Re: Execution order of END/CHECK vs BEGIN/INIT
by tilly (Archbishop) on Jun 28, 2003 at 05:18 UTC
    There is indeed a reason for this.

    Suppose that you have code with an END block. Suppose that your code uses a module which also has a END block that cleans up the module's external dependencies (eg database connections) so that the module is then unusable.

    Which order do we want to run these END blocks? Well we want your user code because you might save something to the database, then we want the module unload second. Where do we think that these things will probably be placed?
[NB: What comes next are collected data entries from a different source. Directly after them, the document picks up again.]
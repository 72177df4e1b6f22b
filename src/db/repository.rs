use sqlx::SqlitePool;

use crate::models::{AcademicPeriod, Career, Evaluation, Role, Syllabus, SyllabusUnit, User};
use crate::workflow::WorkflowStatus;

const SYLLABUS_COLUMNS: &str = "id, faculty, career, academic_period_id, semester, credits, \
    total_hours, theory_hours, practice_hours, training_area, course_code, course_name, \
    course_type, prerequisites, professor_email, coordinator_username, course_competence, \
    profile_competence, previous_competence, sumilla, bibliography, activities, \
    workflow_status, created_by, modified_by, created_at, modified_at";

// ---- users ----

pub async fn insert_user<'e>(
    db: impl sqlx::SqliteExecutor<'e>,
    user: &User,
) -> Result<(), sqlx::Error> {
    sqlx::query(
        "INSERT INTO users (id, username, password_digest, full_name, role, career, created_at) \
         VALUES (?, ?, ?, ?, ?, ?, ?)",
    )
    .bind(&user.id)
    .bind(&user.username)
    .bind(&user.password_digest)
    .bind(&user.full_name)
    .bind(user.role)
    .bind(&user.career)
    .bind(&user.created_at)
    .execute(db)
    .await?;

    Ok(())
}

pub async fn find_user_by_username(
    db: &SqlitePool,
    username: &str,
) -> Result<Option<User>, sqlx::Error> {
    sqlx::query_as::<_, User>(
        "SELECT id, username, password_digest, full_name, role, career, created_at \
         FROM users WHERE username = ?",
    )
    .bind(username)
    .fetch_optional(db)
    .await
}

pub async fn find_user_by_id(db: &SqlitePool, id: &str) -> Result<Option<User>, sqlx::Error> {
    sqlx::query_as::<_, User>(
        "SELECT id, username, password_digest, full_name, role, career, created_at \
         FROM users WHERE id = ?",
    )
    .bind(id)
    .fetch_optional(db)
    .await
}

pub async fn fetch_users(db: &SqlitePool) -> Result<Vec<User>, sqlx::Error> {
    sqlx::query_as::<_, User>(
        "SELECT id, username, password_digest, full_name, role, career, created_at \
         FROM users ORDER BY full_name",
    )
    .fetch_all(db)
    .await
}

pub async fn fetch_users_by_role(db: &SqlitePool, role: Role) -> Result<Vec<User>, sqlx::Error> {
    sqlx::query_as::<_, User>(
        "SELECT id, username, password_digest, full_name, role, career, created_at \
         FROM users WHERE role = ? ORDER BY full_name",
    )
    .bind(role)
    .fetch_all(db)
    .await
}

pub async fn update_user(db: &SqlitePool, user: &User) -> Result<bool, sqlx::Error> {
    let result = sqlx::query(
        "UPDATE users SET password_digest = ?, full_name = ?, career = ? WHERE id = ?",
    )
    .bind(&user.password_digest)
    .bind(&user.full_name)
    .bind(&user.career)
    .bind(&user.id)
    .execute(db)
    .await?
    .rows_affected();

    Ok(result > 0)
}

// ---- sessions ----

pub async fn insert_session(
    db: &SqlitePool,
    token: &str,
    user_id: &str,
    expires_at: &str,
    created_at: &str,
) -> Result<(), sqlx::Error> {
    sqlx::query(
        "INSERT INTO sessions (token, user_id, expires_at, created_at) VALUES (?, ?, ?, ?)",
    )
    .bind(token)
    .bind(user_id)
    .bind(expires_at)
    .bind(created_at)
    .execute(db)
    .await?;

    Ok(())
}

/// Resolve a bearer token to its user, ignoring expired sessions.
pub async fn find_session_user(
    db: &SqlitePool,
    token: &str,
    now: &str,
) -> Result<Option<User>, sqlx::Error> {
    sqlx::query_as::<_, User>(
        "SELECT u.id, u.username, u.password_digest, u.full_name, u.role, u.career, u.created_at \
         FROM users u JOIN sessions s ON s.user_id = u.id \
         WHERE s.token = ? AND s.expires_at > ?",
    )
    .bind(token)
    .bind(now)
    .fetch_optional(db)
    .await
}

// ---- careers ----

pub async fn fetch_careers(db: &SqlitePool) -> Result<Vec<Career>, sqlx::Error> {
    sqlx::query_as::<_, Career>("SELECT id, name, created_at FROM careers ORDER BY name")
        .fetch_all(db)
        .await
}

pub async fn find_career_by_name(
    db: &SqlitePool,
    name: &str,
) -> Result<Option<Career>, sqlx::Error> {
    sqlx::query_as::<_, Career>("SELECT id, name, created_at FROM careers WHERE name = ?")
        .bind(name)
        .fetch_optional(db)
        .await
}

pub async fn insert_career(db: &SqlitePool, career: &Career) -> Result<(), sqlx::Error> {
    sqlx::query("INSERT INTO careers (id, name, created_at) VALUES (?, ?, ?)")
        .bind(&career.id)
        .bind(&career.name)
        .bind(&career.created_at)
        .execute(db)
        .await?;

    Ok(())
}

pub async fn delete_career(db: &SqlitePool, id: &str) -> Result<bool, sqlx::Error> {
    let result = sqlx::query("DELETE FROM careers WHERE id = ?")
        .bind(id)
        .execute(db)
        .await?
        .rows_affected();

    Ok(result > 0)
}

pub async fn count_careers(db: &SqlitePool) -> Result<i64, sqlx::Error> {
    let (count,): (i64,) = sqlx::query_as("SELECT COUNT(*) FROM careers")
        .fetch_one(db)
        .await?;

    Ok(count)
}

// ---- academic periods ----

pub async fn insert_period(db: &SqlitePool, period: &AcademicPeriod) -> Result<(), sqlx::Error> {
    sqlx::query(
        "INSERT INTO academic_periods (id, name, start_date, end_date, created_by, created_at) \
         VALUES (?, ?, ?, ?, ?, ?)",
    )
    .bind(&period.id)
    .bind(&period.name)
    .bind(&period.start_date)
    .bind(&period.end_date)
    .bind(&period.created_by)
    .bind(&period.created_at)
    .execute(db)
    .await?;

    Ok(())
}

pub async fn fetch_periods(db: &SqlitePool) -> Result<Vec<AcademicPeriod>, sqlx::Error> {
    sqlx::query_as::<_, AcademicPeriod>(
        "SELECT id, name, start_date, end_date, created_by, created_at \
         FROM academic_periods ORDER BY start_date DESC",
    )
    .fetch_all(db)
    .await
}

pub async fn find_period_by_id(
    db: &SqlitePool,
    id: &str,
) -> Result<Option<AcademicPeriod>, sqlx::Error> {
    sqlx::query_as::<_, AcademicPeriod>(
        "SELECT id, name, start_date, end_date, created_by, created_at \
         FROM academic_periods WHERE id = ?",
    )
    .bind(id)
    .fetch_optional(db)
    .await
}

pub async fn find_period_by_name(
    db: &SqlitePool,
    name: &str,
) -> Result<Option<AcademicPeriod>, sqlx::Error> {
    sqlx::query_as::<_, AcademicPeriod>(
        "SELECT id, name, start_date, end_date, created_by, created_at \
         FROM academic_periods WHERE name = ?",
    )
    .bind(name)
    .fetch_optional(db)
    .await
}

// ---- syllabi ----

pub async fn insert_syllabus<'e>(
    db: impl sqlx::SqliteExecutor<'e>,
    s: &Syllabus,
) -> Result<(), sqlx::Error> {
    let sql = format!(
        "INSERT INTO syllabi ({SYLLABUS_COLUMNS}) \
         VALUES (?, ?, ?, ?, ?, ?, ?, ?, ?, ?, ?, ?, ?, ?, ?, ?, ?, ?, ?, ?, ?, ?, ?, ?, ?, ?, ?)"
    );

    sqlx::query(&sql)
        .bind(&s.id)
        .bind(&s.faculty)
        .bind(&s.career)
        .bind(&s.academic_period_id)
        .bind(&s.semester)
        .bind(s.credits)
        .bind(s.total_hours)
        .bind(s.theory_hours)
        .bind(s.practice_hours)
        .bind(&s.training_area)
        .bind(&s.course_code)
        .bind(&s.course_name)
        .bind(&s.course_type)
        .bind(&s.prerequisites)
        .bind(&s.professor_email)
        .bind(&s.coordinator_username)
        .bind(&s.course_competence)
        .bind(&s.profile_competence)
        .bind(&s.previous_competence)
        .bind(&s.sumilla)
        .bind(&s.bibliography)
        .bind(&s.activities)
        .bind(s.workflow_status)
        .bind(&s.created_by)
        .bind(&s.modified_by)
        .bind(&s.created_at)
        .bind(&s.modified_at)
        .execute(db)
        .await?;

    Ok(())
}

pub async fn fetch_syllabi(db: &SqlitePool) -> Result<Vec<Syllabus>, sqlx::Error> {
    let sql = format!("SELECT {SYLLABUS_COLUMNS} FROM syllabi ORDER BY created_at DESC");

    sqlx::query_as::<_, Syllabus>(&sql).fetch_all(db).await
}

pub async fn find_syllabus_by_id(
    db: &SqlitePool,
    id: &str,
) -> Result<Option<Syllabus>, sqlx::Error> {
    let sql = format!("SELECT {SYLLABUS_COLUMNS} FROM syllabi WHERE id = ?");

    sqlx::query_as::<_, Syllabus>(&sql)
        .bind(id)
        .fetch_optional(db)
        .await
}

pub async fn update_syllabus(db: &SqlitePool, s: &Syllabus) -> Result<bool, sqlx::Error> {
    let result = sqlx::query(
        "UPDATE syllabi SET faculty = ?, career = ?, academic_period_id = ?, semester = ?, \
         credits = ?, total_hours = ?, theory_hours = ?, practice_hours = ?, training_area = ?, \
         course_code = ?, course_name = ?, course_type = ?, prerequisites = ?, \
         professor_email = ?, course_competence = ?, profile_competence = ?, \
         previous_competence = ?, sumilla = ?, bibliography = ?, activities = ?, \
         workflow_status = ?, modified_by = ?, modified_at = ? \
         WHERE id = ?",
    )
    .bind(&s.faculty)
    .bind(&s.career)
    .bind(&s.academic_period_id)
    .bind(&s.semester)
    .bind(s.credits)
    .bind(s.total_hours)
    .bind(s.theory_hours)
    .bind(s.practice_hours)
    .bind(&s.training_area)
    .bind(&s.course_code)
    .bind(&s.course_name)
    .bind(&s.course_type)
    .bind(&s.prerequisites)
    .bind(&s.professor_email)
    .bind(&s.course_competence)
    .bind(&s.profile_competence)
    .bind(&s.previous_competence)
    .bind(&s.sumilla)
    .bind(&s.bibliography)
    .bind(&s.activities)
    .bind(s.workflow_status)
    .bind(&s.modified_by)
    .bind(&s.modified_at)
    .bind(&s.id)
    .execute(db)
    .await?
    .rows_affected();

    Ok(result > 0)
}

pub async fn update_syllabus_status(
    db: &SqlitePool,
    id: &str,
    status: WorkflowStatus,
    modified_by: &str,
    modified_at: &str,
) -> Result<bool, sqlx::Error> {
    let result = sqlx::query(
        "UPDATE syllabi SET workflow_status = ?, modified_by = ?, modified_at = ? WHERE id = ?",
    )
    .bind(status)
    .bind(modified_by)
    .bind(modified_at)
    .bind(id)
    .execute(db)
    .await?
    .rows_affected();

    Ok(result > 0)
}

/// Removes the syllabus and its owned units and evaluations.
pub async fn delete_syllabus(db: &SqlitePool, id: &str) -> Result<bool, sqlx::Error> {
    let mut tx = db.begin().await?;

    sqlx::query("DELETE FROM evaluations WHERE syllabus_id = ?")
        .bind(id)
        .execute(&mut *tx)
        .await?;
    sqlx::query("DELETE FROM syllabus_units WHERE syllabus_id = ?")
        .bind(id)
        .execute(&mut *tx)
        .await?;
    let result = sqlx::query("DELETE FROM syllabi WHERE id = ?")
        .bind(id)
        .execute(&mut *tx)
        .await?
        .rows_affected();

    tx.commit().await?;

    Ok(result > 0)
}

// ---- units and evaluations ----

pub async fn insert_unit<'e>(
    db: impl sqlx::SqliteExecutor<'e>,
    unit: &SyllabusUnit,
) -> Result<(), sqlx::Error> {
    sqlx::query(
        "INSERT INTO syllabus_units \
         (id, syllabus_id, unit_number, title, start_date, end_date, content, \
         week1_content, week2_content, week3_content, week4_content, methodology) \
         VALUES (?, ?, ?, ?, ?, ?, ?, ?, ?, ?, ?, ?)",
    )
    .bind(&unit.id)
    .bind(&unit.syllabus_id)
    .bind(unit.unit_number)
    .bind(&unit.title)
    .bind(&unit.start_date)
    .bind(&unit.end_date)
    .bind(&unit.content)
    .bind(&unit.week1_content)
    .bind(&unit.week2_content)
    .bind(&unit.week3_content)
    .bind(&unit.week4_content)
    .bind(&unit.methodology)
    .execute(db)
    .await?;

    Ok(())
}

pub async fn fetch_units(
    db: &SqlitePool,
    syllabus_id: &str,
) -> Result<Vec<SyllabusUnit>, sqlx::Error> {
    sqlx::query_as::<_, SyllabusUnit>(
        "SELECT id, syllabus_id, unit_number, title, start_date, end_date, content, \
         week1_content, week2_content, week3_content, week4_content, methodology \
         FROM syllabus_units WHERE syllabus_id = ? ORDER BY unit_number",
    )
    .bind(syllabus_id)
    .fetch_all(db)
    .await
}

pub async fn update_unit(db: &SqlitePool, unit: &SyllabusUnit) -> Result<bool, sqlx::Error> {
    let result = sqlx::query(
        "UPDATE syllabus_units SET title = ?, start_date = ?, end_date = ?, content = ?, \
         week1_content = ?, week2_content = ?, week3_content = ?, week4_content = ?, \
         methodology = ? WHERE id = ?",
    )
    .bind(&unit.title)
    .bind(&unit.start_date)
    .bind(&unit.end_date)
    .bind(&unit.content)
    .bind(&unit.week1_content)
    .bind(&unit.week2_content)
    .bind(&unit.week3_content)
    .bind(&unit.week4_content)
    .bind(&unit.methodology)
    .bind(&unit.id)
    .execute(db)
    .await?
    .rows_affected();

    Ok(result > 0)
}

pub async fn insert_evaluation<'e>(
    db: impl sqlx::SqliteExecutor<'e>,
    evaluation: &Evaluation,
) -> Result<(), sqlx::Error> {
    sqlx::query(
        "INSERT INTO evaluations (id, syllabus_id, name, weight, consolidation_date, description) \
         VALUES (?, ?, ?, ?, ?, ?)",
    )
    .bind(&evaluation.id)
    .bind(&evaluation.syllabus_id)
    .bind(&evaluation.name)
    .bind(evaluation.weight)
    .bind(&evaluation.consolidation_date)
    .bind(&evaluation.description)
    .execute(db)
    .await?;

    Ok(())
}

pub async fn fetch_evaluations(
    db: &SqlitePool,
    syllabus_id: &str,
) -> Result<Vec<Evaluation>, sqlx::Error> {
    sqlx::query_as::<_, Evaluation>(
        "SELECT id, syllabus_id, name, weight, consolidation_date, description \
         FROM evaluations WHERE syllabus_id = ? ORDER BY rowid",
    )
    .bind(syllabus_id)
    .fetch_all(db)
    .await
}

pub async fn update_evaluation(
    db: &SqlitePool,
    evaluation: &Evaluation,
) -> Result<bool, sqlx::Error> {
    let result = sqlx::query(
        "UPDATE evaluations SET weight = ?, consolidation_date = ?, description = ? WHERE id = ?",
    )
    .bind(evaluation.weight)
    .bind(&evaluation.consolidation_date)
    .bind(&evaluation.description)
    .bind(&evaluation.id)
    .execute(db)
    .await?
    .rows_affected();

    Ok(result > 0)
}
Well the module use will likely be at the top of your code, and your END block at the bottom of your code. So the END block that we want to execute first is likely to be the one that we saw second. Which means that LIFO is most likely to be the heuristic that gets it right.

    Refering to Programming Perl, 2nd Ed on page 283 they say, You may have multiple END blocks in a file -- they will execute in reverse order of definition; that is last in, first out (LIFO). That is s that related BEGINs and ENDs will nest the way you'd expect, if you pair them up. Which is another variation of what I described. You can pair the initialization and cleanup code either in the file or in modules, and later code (which might expect to have the earlier initialized stuff there) will be entirely nested between the two.

    Sure it seems odd. But it is what is most likely to do The Right Thing. (Which Perl always tries to do.)

    UPDATE: I had said that the Camel's case was both a special case, and a generalization of what I described. That didn't make much sense - it is a variation.

      Like the man said, there had to be a reason:) I would dispute that it is a good one though. Apart from the lack of intuativity (Is that a word?), there are just so many ways to break this.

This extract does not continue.